Updated | Some media outlets have reported that Earth is expecting a "massive magnetic storm" on March 18.

The National Oceanic and Atmospheric Administration (NOAA) is an organization that predicts weather on Earth and space.

NOAA did warn of a minor geomagnetic storm which will barely reach a minor G1 out of G5 threshold on March 18.

The magnetic storm's "imminent" arrival was one of Monday morning's top science news stories, according to Google News.

This scale is based in part on an index created from the amount of magnetic deviation a storm might produce on the ground combined with measurements of a variety of currents with fabulous names, including the "auroral electrojets" and the "field-aligned current".

What is a magnetic storm?

Geomagnetic storms are caused by high levels of radiation which are shot by intense solar events like Coronal Mass Ejections (CMEs) or other solar events.

'A geomagnetic storm is a major disturbance of Earth's magnetosphere that occurs when there is a very efficient exchange of energy from the solar wind into the space environment surrounding Earth, ' said the Space Weather Prediction Center. When compared to 1859, yet another similarly intense storm was seen in 2012 which disrupted power grids, however, it was not too risky since it flyby near Earth with a margin of nine days. Depending on the solar wind conditions, the storms can last for several hours or even days.

A enormous hole has opened up in the sun and spewed out a massive stream of radiation that's now heading towards Earth.

What are the hazards of magnetic storms?

Solar flares can cause space weather, which can disrupt telecommunications and power grids on Earth.

In the past, large-scale geomagnetic events have played havoc with communication satellites, and caused blackouts.

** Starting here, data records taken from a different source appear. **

#![allow(async_fn_in_trait)]

use foodgram_domain::pagination::PageRequest;

use crate::domain::media::DecodedImage;
use crate::domain::types::{
    Ingredient, NewUser, Recipe, RecipeDraft, RecipePatch, ResolvedRecipeFilter,
    ShoppingListRow, SubscriptionItem, Tag, User, UserProfile,
};
use crate::error::RecipesServiceError;

/// Repository for user profiles.
pub trait UserRepository: Send + Sync {
    /// Find a user, computing `is_subscribed` for `viewer`.
    async fn find(
        &self,
        id: i32,
        viewer: Option<i32>,
    ) -> Result<Option<UserProfile>, RecipesServiceError>;

    /// One page of users ordered by username, plus the total count.
    async fn list(
        &self,
        viewer: Option<i32>,
        page: PageRequest,
    ) -> Result<(Vec<UserProfile>, u64), RecipesServiceError>;

    /// Insert a user. Returns `None` if the email or username is taken.
    async fn create(&self, user: &NewUser) -> Result<Option<User>, RecipesServiceError>;

    /// Replace the avatar key, returning the previous one.
    async fn set_avatar(
        &self,
        id: i32,
        avatar: Option<&str>,
    ) -> Result<Option<String>, RecipesServiceError>;
}

/// Read-only tag catalog.
pub trait TagRepository: Send + Sync {
    async fn list(&self) -> Result<Vec<Tag>, RecipesServiceError>;
    async fn find(&self, id: i32) -> Result<Option<Tag>, RecipesServiceError>;
    /// How many of `ids` exist.
    async fn count_existing(&self, ids: &[i32]) -> Result<u64, RecipesServiceError>;
}

/// Read-only ingredient catalog.
pub trait IngredientRepository: Send + Sync {
    /// Ingredients ordered by name, optionally filtered by a case-insensitive
    /// substring of the name.
    async fn list(&self, name: Option<&str>) -> Result<Vec<Ingredient>, RecipesServiceError>;
    async fn find(&self, id: i32) -> Result<Option<Ingredient>, RecipesServiceError>;
    /// How many of `ids` exist.
    async fn count_existing(&self, ids: &[i32]) -> Result<u64, RecipesServiceError>;
}

/// Repository for recipes and their tag/ingredient sets.
pub trait RecipeRepository: Send + Sync {
    async fn find(
        &self,
        id: i32,
        viewer: Option<i32>,
    ) -> Result<Option<Recipe>, RecipesServiceError>;

    async fn exists(&self, id: i32) -> Result<bool, RecipesServiceError>;

    /// One page of recipes, newest first, plus the total matching count.
    async fn list(
        &self,
        filter: &ResolvedRecipeFilter,
        viewer: Option<i32>,
        page: PageRequest,
    ) -> Result<(Vec<Recipe>, u64), RecipesServiceError>;

    /// Insert the recipe with its tags and ingredients in one transaction.
    async fn create(&self, author_id: i32, draft: &RecipeDraft)
    -> Result<i32, RecipesServiceError>;

    /// Apply the patch in one transaction. Supplied tag and ingredient sets
    /// replace the stored ones.
    async fn update(&self, id: i32, patch: &RecipePatch) -> Result<(), RecipesServiceError>;

    /// Delete a recipe. Returns `true` if a row was deleted.
    async fn delete(&self, id: i32) -> Result<bool, RecipesServiceError>;
}

/// A (user, recipe) link such as a favorite or a shopping-cart entry.
pub trait RecipeLinkRepository: Send + Sync {
    /// Create the link. Returns `false` if it already existed.
    async fn add(&self, user_id: i32, recipe_id: i32) -> Result<bool, RecipesServiceError>;

    /// Remove the link. Returns `true` if a row was deleted.
    async fn remove(&self, user_id: i32, recipe_id: i32) -> Result<bool, RecipesServiceError>;
}

/// Sums ingredient amounts over a user's shopping cart.
pub trait ShoppingListRepository: Send + Sync {
    /// Rows grouped by (name, unit), ordered by name then unit.
    async fn aggregate(&self, user_id: i32) -> Result<Vec<ShoppingListRow>, RecipesServiceError>;
}

/// Repository for author subscriptions.
pub trait SubscriptionRepository: Send + Sync {
    /// Create the subscription. Returns `false` if it already existed.
    async fn add(&self, user_id: i32, author_id: i32) -> Result<bool, RecipesServiceError>;

    /// Remove the subscription. Returns `true` if a row was deleted.
    async fn remove(&self, user_id: i32, author_id: i32) -> Result<bool, RecipesServiceError>;

    /// Followed authors, newest subscription first, plus the total count.
    async fn list(
        &self,
        user_id: i32,
        page: PageRequest,
        recipes_limit: Option<u64>,
    ) -> Result<(Vec<SubscriptionItem>, u64), RecipesServiceError>;

    /// A single followed author, if `user_id` follows `author_id`.
    async fn get(
        &self,
        user_id: i32,
        author_id: i32,
        recipes_limit: Option<u64>,
    ) -> Result<Option<SubscriptionItem>, RecipesServiceError>;
}

/// Persists uploaded images and resolves their public URLs.
pub trait MediaStorage: Send + Sync {
    /// Store the image under `folder`, returning its media key.
    async fn save(&self, folder: &str, image: &DecodedImage)
    -> Result<String, RecipesServiceError>;

    /// Remove a stored file. Missing files are ignored.
    async fn delete(&self, key: &str) -> Result<(), RecipesServiceError>;

    fn url(&self, key: &str) -> String;
}

/// Renders aggregated rows into a downloadable document.
pub trait ShoppingListRenderer: Send + Sync {
    fn render(&self, rows: &[ShoppingListRow]) -> Result<Vec<u8>, RecipesServiceError>;
}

Effects were so strong that, in some cases, telegraph wires delivered shocks to operators and ignited fires, and aurorae-phenomena usually only visible in polar regions-were seen as far south as Hawaii, Mexico, Cuba, and Italy.

The largest recorded geomagnetic storm, referred to as the Carrington Event, struck in September 1859.

Magnetic storms aren't so rare.

Still convinced the world will be cast into darkness on March 18?